Re: [Gimp-developer] Saturation layer blend mode



[re-posting to new mailing list]


Hi Tom and all,

Am 23.09.2011 02:36, schrieb Tom Hall:
> I would regard the saturation layer blend mode's result as unexpected

the good news first off: the upcoming GEGL implementation of the
"color space" layer modes uses LAB color space which gives much
more useful results, if at the price of consuming more processor power.
You can test-drive the new behaviour using "View -> Use GEGL" on a
development version of GIMP.


The current implementation, in contrast, is based on the HSV color model
which has some rather unpleasant characteristics.

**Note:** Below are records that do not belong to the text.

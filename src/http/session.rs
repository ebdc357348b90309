//! Caller identity, forwarded by the gateway.
//!
//! The service never authenticates anyone itself. An upstream gateway is
//! trusted to have done that and to forward the caller's id in the
//! `x-user-id` header; handlers that need an identity read it from there
//! and fail Unauthorized when it is absent.

use axum::http::HeaderMap;

use crate::service::ServiceError;

/// Header the gateway forwards the authenticated caller's id in.
pub const USER_ID_HEADER: &str = "x-user-id";

/// The authenticated caller on a request.
#[derive(Debug, Clone)]
pub struct Identity {
    pub user_id: String,
}

/// Extract the caller identity from request headers.
pub fn identity_from_headers(headers: &HeaderMap) -> Result<Identity, ServiceError> {
    headers
        .get(USER_ID_HEADER)
        .and_then(|value| value.to_str().ok())
        .filter(|value| !value.is_empty())
        .map(|value| Identity {
            user_id: value.to_string(),
        })
        .ok_or_else(|| ServiceError::Unauthorized(format!("missing {} header", USER_ID_HEADER)))
}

For example, take a saturation blend of two gray orthogonal gradients,
created with the default "use dithering" setting:
http://yahvuu.files.wordpress.com/2009/08/hsv-blend_screenshot1.png
The resulting image[1] is rendered with a stripe of highly saturated
pixels, even though all source pixel are gray.

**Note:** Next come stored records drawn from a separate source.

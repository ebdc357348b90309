//! QuestionService - the question/answer operations behind the HTTP surface.
//!
//! The service is stateless: it owns nothing but the injected store handle,
//! and every operation is a fresh sequence of store calls. Reference
//! expansion (question author, answer authors, solution) happens here as an
//! explicit secondary fetch after the primary read, composed through the
//! named views in `domain::views`.
//!
//! ## Example
//!
//! ```ignore
//! use qaboard::service::{NewQuestion, QuestionService};
//! use qaboard::store::InMemoryStore;
//!
//! let service = QuestionService::new(InMemoryStore::new());
//! let question = service.create(
//!     NewQuestion {
//!         title: "Borrow checker?".into(),
//!         content: "Why though".into(),
//!         tags: Some(vec!["rust".into()]),
//!     },
//!     "user-1",
//! )?;
//! service.upvote(&question.id, "user-2")?;
//! ```
//!
//! ## The vote protocol
//!
//! `upvote`/`downvote` are three separate store calls in a fixed order:
//! pull the opposite vote, check for a duplicate same-direction vote, push.
//! The duplicate check runs *after* the opposite-side pull, so a rejected
//! duplicate has already cleared the other set. The steps are not atomic:
//! concurrent votes by one user can interleave between calls; the store
//! only serializes each individual document write.

use std::cell::Cell;
use std::collections::{HashMap, HashSet};

use crate::domain::views::{
    AnswerAuthorView, AnswerView, AuthorView, QuestionDetailView, QuestionView, SolutionView,
};
use crate::domain::{Answer, Question, User};
use crate::store::DocumentStore;

use super::error::ServiceError;

/// Typed input for `create`. The comma-separated tags string from the wire
/// is parsed at the boundary; the service contract carries the sequence.
#[derive(Debug, Clone)]
pub struct NewQuestion {
    pub title: String,
    pub content: String,
    pub tags: Option<Vec<String>>,
}

/// Partial update for `update`: absent fields stay untouched, never nulled.
#[derive(Debug, Clone, Default)]
pub struct QuestionPatch {
    pub title: Option<String>,
    pub content: Option<String>,
    pub tags: Option<Vec<String>>,
}

/// Typed input for `add_answer`.
#[derive(Debug, Clone)]
pub struct NewAnswer {
    pub content: String,
}

/// Stateless question/answer operations over an injected document store.
pub struct QuestionService<S> {
    store: S,
}

impl<S: DocumentStore> QuestionService<S> {
    /// Create a new service with the given store.
    pub fn new(store: S) -> Self {
        Self { store }
    }

    /// Get a reference to the store (tests seed users/fixtures through it).
    pub fn store(&self) -> &S {
        &self.store
    }

    /// List questions, newest first, authors expanded.
    ///
    /// `tags_filter` matches as a case-insensitive substring against the
    /// stored tags. No filter returns everything; an empty filter string
    /// counts as no filter, so `?tags=` on the wire lists untagged
    /// questions too.
    pub fn list(&self, tags_filter: Option<&str>) -> Result<Vec<QuestionView>, ServiceError> {
        let mut questions = match tags_filter.filter(|f| !f.is_empty()) {
            Some(filter) => self
                .store
                .find::<Question>(&|q| q.matches_tag_filter(filter))?,
            None => self.store.find::<Question>(&|_| true)?,
        };
        questions.sort_by(|a, b| b.created_at.cmp(&a.created_at));

        let authors = self.referenced_users(questions.iter().map(|q| q.user_id.as_str()))?;

        Ok(questions
            .into_iter()
            .map(|q| {
                let author = authors.get(&q.user_id).map(AuthorView::from);
                QuestionView::compose(q, author)
            })
            .collect())
    }

    /// Get one question with its answers expanded (newest first, answer
    /// authors expanded) and its own author expanded.
    pub fn get(&self, id: &str) -> Result<QuestionDetailView, ServiceError> {
        let question = self
            .store
            .get::<Question>(id)?
            .ok_or_else(|| ServiceError::NotFound("question".into()))?;

        let mut answers = self
            .store
            .find::<Answer>(&|a| question.answers.iter().any(|aid| aid == &a.id))?;
        answers.sort_by(|a, b| b.created_at.cmp(&a.created_at));

        let users = self.referenced_users(
            answers
                .iter()
                .map(|a| a.user_id.as_str())
                .chain(std::iter::once(question.user_id.as_str())),
        )?;

        let answer_views = answers
            .into_iter()
            .map(|a| {
                let author = users.get(&a.user_id).map(AnswerAuthorView::from);
                AnswerView::compose(a, author)
            })
            .collect();

        let author = users.get(&question.user_id).map(AuthorView::from);
        Ok(QuestionDetailView::compose(question, author, answer_views))
    }

    /// Create a question authored by `author_id`, returning it with the
    /// author expanded.
    pub fn create(
        &self,
        new: NewQuestion,
        author_id: &str,
    ) -> Result<QuestionView, ServiceError> {
        let question = Question::new(new.title, new.content, new.tags, author_id);
        self.store.insert(&question)?;

        let author = self.author(&question.user_id)?;
        Ok(QuestionView::compose(
            question,
            author.as_ref().map(AuthorView::from),
        ))
    }

    /// Partially update title/content/tags. Fields not present in the patch
    /// keep their stored value.
    pub fn update(&self, id: &str, patch: QuestionPatch) -> Result<QuestionView, ServiceError> {
        let updated = self.store.update::<Question>(id, &|q| {
            if let Some(title) = &patch.title {
                q.title = title.clone();
            }
            if let Some(content) = &patch.content {
                q.content = content.clone();
            }
            if let Some(tags) = &patch.tags {
                q.tags = Some(tags.clone());
            }
            q.touch();
        })?;

        let question = updated.ok_or_else(|| ServiceError::NotFound("question".into()))?;
        let author = self.author(&question.user_id)?;
        Ok(QuestionView::compose(
            question,
            author.as_ref().map(AuthorView::from),
        ))
    }

    /// Mark `answer_id` as the accepted solution. The update is conditioned
    /// on the question's answer set containing `answer_id`; a question that
    /// exists but does not own that answer reads as not-found, same as a
    /// missing id.
    pub fn mark_solution(&self, id: &str, answer_id: &str) -> Result<SolutionView, ServiceError> {
        let updated = self.store.update_where::<Question>(
            &|q| q.id == id && q.answers.iter().any(|aid| aid == answer_id),
            &|q| {
                q.solution = Some(answer_id.to_string());
                q.touch();
            },
        )?;

        let question = updated.ok_or_else(|| ServiceError::NotFound("question / answer".into()))?;

        let author = self.author(&question.user_id)?;

        // expansion keeps the stored order of the answer set; dangling
        // references drop out
        let answers: Vec<Answer> = question
            .answers
            .iter()
            .filter_map(|aid| self.store.get::<Answer>(aid).transpose())
            .collect::<Result<_, _>>()?;

        let solution = match &question.solution {
            Some(aid) => self.store.get::<Answer>(aid)?,
            None => None,
        };

        Ok(SolutionView::compose(
            question,
            author.as_ref().map(AuthorView::from),
            answers,
            solution,
        ))
    }

    /// Delete a question and every answer that references it, returning how
    /// many answers went with it.
    ///
    /// A missing id is not an error: the cascade runs regardless and the
    /// call reports success either way.
    pub fn delete(&self, id: &str) -> Result<usize, ServiceError> {
        self.store.remove::<Question>(id)?;
        let removed = self.store.remove_where::<Answer>(&|a| a.question_id == id)?;
        Ok(removed)
    }

    /// Record an upvote by `user_id`.
    pub fn upvote(&self, id: &str, user_id: &str) -> Result<(), ServiceError> {
        // an opposite vote is cleared first, unconditionally
        self.store.update::<Question>(id, &|q| {
            q.pull_downvote(user_id);
            q.touch();
        })?;

        let duplicate = self
            .store
            .find_one::<Question>(&|q| q.id == id && q.has_upvote(user_id))?;
        if duplicate.is_some() {
            return Err(ServiceError::Conflict(
                "already upvoted this question".into(),
            ));
        }

        // only the final step distinguishes a missing question
        match self.store.update::<Question>(id, &|q| {
            q.push_upvote(user_id);
            q.touch();
        })? {
            Some(_) => Ok(()),
            None => Err(ServiceError::NotFound("question".into())),
        }
    }

    /// Record a downvote by `user_id`. Returns how many vote entries the
    /// call changed (the cleared opposite vote, if any, plus the new one).
    pub fn downvote(&self, id: &str, user_id: &str) -> Result<usize, ServiceError> {
        let pulled = Cell::new(0);
        self.store.update::<Question>(id, &|q| {
            pulled.set(q.pull_upvote(user_id));
            q.touch();
        })?;

        let duplicate = self
            .store
            .find_one::<Question>(&|q| q.id == id && q.has_downvote(user_id))?;
        if duplicate.is_some() {
            return Err(ServiceError::Conflict(
                "already downvoted this question".into(),
            ));
        }

        match self.store.update::<Question>(id, &|q| {
            q.push_downvote(user_id);
            q.touch();
        })? {
            Some(_) => Ok(pulled.get() + 1),
            None => Err(ServiceError::NotFound("question".into())),
        }
    }

    /// Remove `user_id` from both vote sets, unconditionally. Returns how
    /// many entries were removed; removing a vote that was never cast is
    /// still success (0 removed).
    pub fn remove_vote(&self, id: &str, user_id: &str) -> Result<usize, ServiceError> {
        let pulled_up = Cell::new(0);
        self.store.update::<Question>(id, &|q| {
            pulled_up.set(q.pull_upvote(user_id));
            q.touch();
        })?;

        let pulled_down = Cell::new(0);
        match self.store.update::<Question>(id, &|q| {
            pulled_down.set(q.pull_downvote(user_id));
            q.touch();
        })? {
            Some(_) => Ok(pulled_up.get() + pulled_down.get()),
            None => Err(ServiceError::NotFound("question".into())),
        }
    }

    /// Answer a question: insert the answer, then push its id onto the
    /// question's answer set. The link update is also the existence check;
    /// when it finds no question, the freshly inserted answer is removed
    /// again so the miss leaves nothing behind.
    pub fn add_answer(
        &self,
        question_id: &str,
        new: NewAnswer,
        author_id: &str,
    ) -> Result<AnswerView, ServiceError> {
        let answer = Answer::new(question_id, author_id, new.content);
        self.store.insert(&answer)?;

        let answer_id = answer.id.clone();
        let linked = self.store.update::<Question>(question_id, &|q| {
            q.answers.push(answer_id.clone());
            q.touch();
        })?;
        if linked.is_none() {
            self.store.remove::<Answer>(&answer.id)?;
            return Err(ServiceError::NotFound("question".into()));
        }

        let author = self.author(&answer.user_id)?;
        Ok(AnswerView::compose(
            answer,
            author.as_ref().map(AnswerAuthorView::from),
        ))
    }

    fn author(&self, user_id: &str) -> Result<Option<User>, ServiceError> {
        Ok(self.store.get::<User>(user_id)?)
    }

    /// Batched secondary fetch backing relationship expansion: one store
    /// read for all distinct referenced users.
    fn referenced_users<'a>(
        &self,
        ids: impl Iterator<Item = &'a str>,
    ) -> Result<HashMap<String, User>, ServiceError> {
        let wanted: HashSet<String> = ids.map(str::to_string).collect();
        let users = self.store.find::<User>(&|u| wanted.contains(&u.id))?;
        Ok(users.into_iter().map(|u| (u.id.clone(), u)).collect())
    }
}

Accordingly, decomposition into HSV or HSL exhibits similar artifacts:
http://yahvuu.files.wordpress.com/2009/08/decomposed.png
Decomposing a gray gradient[3] using Colors->Components->Decompose
gives unexpected non-black pixels in the saturation result.


So what's behind all this?
It's not a bug in GIMP; it's a flaw of HSV/HSL, which does not properly
reflect human perception of color. For example, consider the following
example of a RGB <-> HSV correspondance (assuming 8-bit RGB with range
0-255):

RGB            HSV
---            ---
R = 0          Hue:        120°
G = 1          Saturation: 100%
B = 0          Value:      0,39%

On screen, this color is perceived as almost black, mostly uncolored.
Despite that fact, the HSV result claims full saturation.

In summary: don't use cheap HSV when you can afford a fast CPU :->


best regards,
yahvuu


[1] http://sites.google.com/site/yahvuu/stuff/hsv-blend.xcf?attredirects=0&d=1
[2] http://yahvuu.files.wordpress.com/2009/08/hsv-blend_screenshot1.png
[3] http://sites.google.com/site/yahvuu/stuff/dithered-gradient.xcf?attredirects=0&d=1
[4] http://yahvuu.files.wordpress.com/2009/08/decomposed.png







Am 23.09.2011 02:36, schrieb Tom Hall:
Colours with a saturation of zero (Greys) have no hue value (stored as
RGB). When increasing the saturation of such colours, "saturation" layer
blend mode assumes they have a hue of zero, i.e. red.

I'm assuming using a HSV or HSL colour profile might avoid this (by
having a redundant hue value even when saturation is zero), but I
haven't found any such profiles to test.

Note that increasing saturation using the hue-saturation tool does not
give the same result: white remains white, grey remains grey.

I would regard the saturation layer blend mode's result as unexpected
behaviour for the following reasons:
- Making assumption of non-existent hue data.
- Not useful to end user. Controlling the saturation of parts of an
   image via a saturation layer doesn't work if the image contains any
   white (or grey) pixels. For example, an image of a green apple with
   white highlights will end up as a green apple with red or pink
   highlights. (With discontinuity being introduced as very pale green
   suddenly reaches pure white)
- Behaviour different from tool with same name.